Work order => Provide an exact reproduction of every entry.

Supplied information =>
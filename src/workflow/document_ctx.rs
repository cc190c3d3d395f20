//! 文档处理上下文
//!
//! 封装"我正在处理哪个对象、什么格式、多大"这一信息

use std::fmt::Display;

use crate::models::SourceFormat;

/// 文档处理上下文
#[derive(Debug, Clone)]
pub struct DocumentCtx {
    /// 对象名（桶内路径）
    pub object_name: String,

    /// 检测到的源格式
    pub format: SourceFormat,

    /// 对象字节数
    pub size: u64,

    /// 是否走流式读取
    pub streaming: bool,
}

impl DocumentCtx {
    pub fn new(object_name: &str, format: SourceFormat, size: u64, streaming: bool) -> Self {
        Self {
            object_name: object_name.to_string(),
            format,
            size,
            streaming,
        }
    }
}

impl Display for DocumentCtx {
    fn fmt(&self, f: &mut std::fmt::Formatter<'_>) -> std::fmt::Result {
        write!(
            f,
            "[文档 {} | {} | {} 字节{}]",
            self.object_name,
            self.format,
            self.size,
            if self.streaming { " | 流式" } else { "" }
        )
    }
}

Response area =>
filename src/workflow/document_ctx.rs
repository cc190c3d3d395f20
//! 文档处理上下文
//!
//! 封装"我正在处理哪个对象、什么格式、多大"这一信息

use std::fmt::Display;

use crate::models::SourceFormat;

/// 文档处理上下文
#[derive(Debug, Clone)]
pub struct DocumentCtx {
    /// 对象名（桶内路径）
    pub object_name: String,

    /// 检测到的源格式
    pub format: SourceFormat,

    /// 对象字节数
    pub size: u64,

    /// 是否走流式读取
    pub streaming: bool,
}

impl DocumentCtx {
    pub fn new(object_name: &str, format: SourceFormat, size: u64, streaming: bool) -> Self {
        Self {
            object_name: object_name.to_string(),
            format,
            size,
            streaming,
        }
    }
}

impl Display for DocumentCtx {
    fn fmt(&self, f: &mut std::fmt::Formatter<'_>) -> std::fmt::Result {
        write!(
            f,
            "[文档 {} | {} | {} 字节{}]",
            self.object_name,
            self.format,
            self.size,
            if self.streaming { " | 流式" } else { "" }
        )
    }
}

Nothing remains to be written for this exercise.